Stored items from a collection:

* * * *

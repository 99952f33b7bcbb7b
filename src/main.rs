//! Block Sealer - Main Application
//!
//! Builds a block from the configured payload and previous hash, seals it
//! with the CPU sealer and writes the sealed block document.

use anyhow::Context;
use block_sealer::{
    config::Config,
    miner::{ProgressReporter, SealProgress},
    utils::{format_duration, format_hash_rate, init_logging},
    Block, CpuSealer, Difficulty, SealedBlock, Sealer, APP_NAME, APP_VERSION,
};
use std::path::Path;
use std::time::Instant;
use tokio::sync::watch;
use tokio_util::sync::CancellationToken;
use tracing::{debug, error, info, warn};

#[tokio::main]
async fn main() -> anyhow::Result<()> {
    let config = Config::load().await?;

    init_logging(config.log_level(), config.log_format());

    if config.print_config {
        print!("{}", serde_yaml::to_string(&config)?);
        return Ok(());
    }

    if let Some(path) = &config.verify {
        return verify_document(path, config.required_difficulty()?).await;
    }

    run(config).await
}

/// Seal a block as configured and write the result
async fn run(config: Config) -> anyhow::Result<()> {
    info!("{} {} starting", APP_NAME, APP_VERSION);

    let difficulty = config.difficulty()?;
    let block = Block::new(config.payload_bytes(), config.previous_hash_bytes()?);
    info!(
        created_at = block.created_at(),
        genesis = block.is_genesis(),
        initial_digest = %block.digest(),
        "Block constructed"
    );

    let (reporter, progress_rx) = ProgressReporter::channel(&block);
    let options = config.seal_options(Some(reporter))?;
    let sealer = CpuSealer::new(config.threads());

    let cancellation = CancellationToken::new();
    let signal_handle = tokio::spawn(cancel_on_ctrl_c(cancellation.clone()));
    let progress_handle = tokio::spawn(log_progress(progress_rx));

    let started = Instant::now();
    let result = sealer.seal(block, difficulty, options, cancellation).await;
    let elapsed = started.elapsed();

    signal_handle.abort();
    progress_handle.abort();

    let stats = sealer.stats();
    match result {
        Ok(sealed) => {
            info!(
                digest = %sealed.digest(),
                nonce = %sealed.nonce(),
                attempts = stats.total_attempts,
                elapsed = %format_duration(elapsed),
                hash_rate = %format_hash_rate(stats.hash_rate),
                "Block sealed"
            );
            write_document(&sealed, config.output.as_deref()).await
        }
        Err(unsealed) => {
            let (block, reason) = unsealed.into_parts();
            if reason.is_search_outcome() {
                warn!(
                    category = reason.category(),
                    nonce = %block.nonce(),
                    digest = %block.digest(),
                    attempts = stats.total_attempts,
                    "Block left unsealed"
                );
            } else {
                error!(category = reason.category(), "Search failed: {}", reason);
            }
            Err(reason).context("sealing failed")
        }
    }
}

/// Cancel the search on Ctrl-C
async fn cancel_on_ctrl_c(cancellation: CancellationToken) {
    match tokio::signal::ctrl_c().await {
        Ok(()) => {
            info!("Interrupt received, cancelling search");
            cancellation.cancel();
        }
        Err(e) => error!("Failed to listen for interrupt: {}", e),
    }
}

/// Log progress snapshots until the search reaches a terminal state
async fn log_progress(mut rx: watch::Receiver<SealProgress>) {
    while rx.changed().await.is_ok() {
        let progress = *rx.borrow_and_update();
        debug!(
            state = %progress.state,
            nonce = %progress.nonce,
            digest = %progress.digest,
            attempts = progress.attempts,
            "Search progress"
        );
        if progress.state.is_terminal() {
            break;
        }
    }
}

async fn write_document(sealed: &SealedBlock, output: Option<&Path>) -> anyhow::Result<()> {
    let json = sealed.to_json()?;
    match output {
        Some(path) => {
            tokio::fs::write(path, format!("{}\n", json))
                .await
                .with_context(|| format!("failed to write {}", path.display()))?;
            info!("Sealed block written to {}", path.display());
        }
        None => println!("{}", json),
    }
    Ok(())
}

/// Load a sealed block document and check it against `required`, or the
/// difficulty it was sealed at when none is given
async fn verify_document(path: &Path, required: Option<Difficulty>) -> anyhow::Result<()> {
    let json = tokio::fs::read_to_string(path)
        .await
        .with_context(|| format!("failed to read {}", path.display()))?;
    let sealed = SealedBlock::from_json(&json)?;
    let difficulty = required.unwrap_or(sealed.difficulty());
    sealed.verify(difficulty)?;

    info!(
        digest = %sealed.digest(),
        nonce = %sealed.nonce(),
        difficulty = %difficulty,
        "Sealed block verified"
    );
    Ok(())
}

* * * *

ABOUT THIS EXERCISE:
Every entry should be retyped exactly as shown.

FINISHED TASK:
repository 99952f33b7bcbb7b
filename src/main.rs
//! Block Sealer - Main Application
//!
//! Builds a block from the configured payload and previous hash, seals it
//! with the CPU sealer and writes the sealed block document.

use anyhow::Context;
use block_sealer::{
    config::Config,
    miner::{ProgressReporter, SealProgress},
    utils::{format_duration, format_hash_rate, init_logging},
    Block, CpuSealer, Difficulty, SealedBlock, Sealer, APP_NAME, APP_VERSION,
};
use std::path::Path;
use std::time::Instant;
use tokio::sync::watch;
use tokio_util::sync::CancellationToken;
use tracing::{debug, error, info, warn};

#[tokio::main]
async fn main() -> anyhow::Result<()> {
    let config = Config::load().await?;

    init_logging(config.log_level(), config.log_format());

    if config.print_config {
        print!("{}", serde_yaml::to_string(&config)?);
        return Ok(());
    }

    if let Some(path) = &config.verify {
        return verify_document(path, config.required_difficulty()?).await;
    }

    run(config).await
}

/// Seal a block as configured and write the result
async fn run(config: Config) -> anyhow::Result<()> {
    info!("{} {} starting", APP_NAME, APP_VERSION);

    let difficulty = config.difficulty()?;
    let block = Block::new(config.payload_bytes(), config.previous_hash_bytes()?);
    info!(
        created_at = block.created_at(),
        genesis = block.is_genesis(),
        initial_digest = %block.digest(),
        "Block constructed"
    );

    let (reporter, progress_rx) = ProgressReporter::channel(&block);
    let options = config.seal_options(Some(reporter))?;
    let sealer = CpuSealer::new(config.threads());

    let cancellation = CancellationToken::new();
    let signal_handle = tokio::spawn(cancel_on_ctrl_c(cancellation.clone()));
    let progress_handle = tokio::spawn(log_progress(progress_rx));

    let started = Instant::now();
    let result = sealer.seal(block, difficulty, options, cancellation).await;
    let elapsed = started.elapsed();

    signal_handle.abort();
    progress_handle.abort();

    let stats = sealer.stats();
    match result {
        Ok(sealed) => {
            info!(
                digest = %sealed.digest(),
                nonce = %sealed.nonce(),
                attempts = stats.total_attempts,
                elapsed = %format_duration(elapsed),
                hash_rate = %format_hash_rate(stats.hash_rate),
                "Block sealed"
            );
            write_document(&sealed, config.output.as_deref()).await
        }
        Err(unsealed) => {
            let (block, reason) = unsealed.into_parts();
            if reason.is_search_outcome() {
                warn!(
                    category = reason.category(),
                    nonce = %block.nonce(),
                    digest = %block.digest(),
                    attempts = stats.total_attempts,
                    "Block left unsealed"
                );
            } else {
                error!(category = reason.category(), "Search failed: {}", reason);
            }
            Err(reason).context("sealing failed")
        }
    }
}

/// Cancel the search on Ctrl-C
async fn cancel_on_ctrl_c(cancellation: CancellationToken) {
    match tokio::signal::ctrl_c().await {
        Ok(()) => {
            info!("Interrupt received, cancelling search");
            cancellation.cancel();
        }
        Err(e) => error!("Failed to listen for interrupt: {}", e),
    }
}

/// Log progress snapshots until the search reaches a terminal state
async fn log_progress(mut rx: watch::Receiver<SealProgress>) {
    while rx.changed().await.is_ok() {
        let progress = *rx.borrow_and_update();
        debug!(
            state = %progress.state,
            nonce = %progress.nonce,
            digest = %progress.digest,
            attempts = progress.attempts,
            "Search progress"
        );
        if progress.state.is_terminal() {
            break;
        }
    }
}

async fn write_document(sealed: &SealedBlock, output: Option<&Path>) -> anyhow::Result<()> {
    let json = sealed.to_json()?;
    match output {
        Some(path) => {
            tokio::fs::write(path, format!("{}\n", json))
                .await
                .with_context(|| format!("failed to write {}", path.display()))?;
            info!("Sealed block written to {}", path.display());
        }
        None => println!("{}", json),
    }
    Ok(())
}

/// Load a sealed block document and check it against `required`, or the
/// difficulty it was sealed at when none is given
async fn verify_document(path: &Path, required: Option<Difficulty>) -> anyhow::Result<()> {
    let json = tokio::fs::read_to_string(path)
        .await
        .with_context(|| format!("failed to read {}", path.display()))?;
    let sealed = SealedBlock::from_json(&json)?;
    let difficulty = required.unwrap_or(sealed.difficulty());
    sealed.verify(difficulty)?;

    info!(
        digest = %sealed.digest(),
        nonce = %sealed.nonce(),
        difficulty = %difficulty,
        "Sealed block verified"
    );
    Ok(())
}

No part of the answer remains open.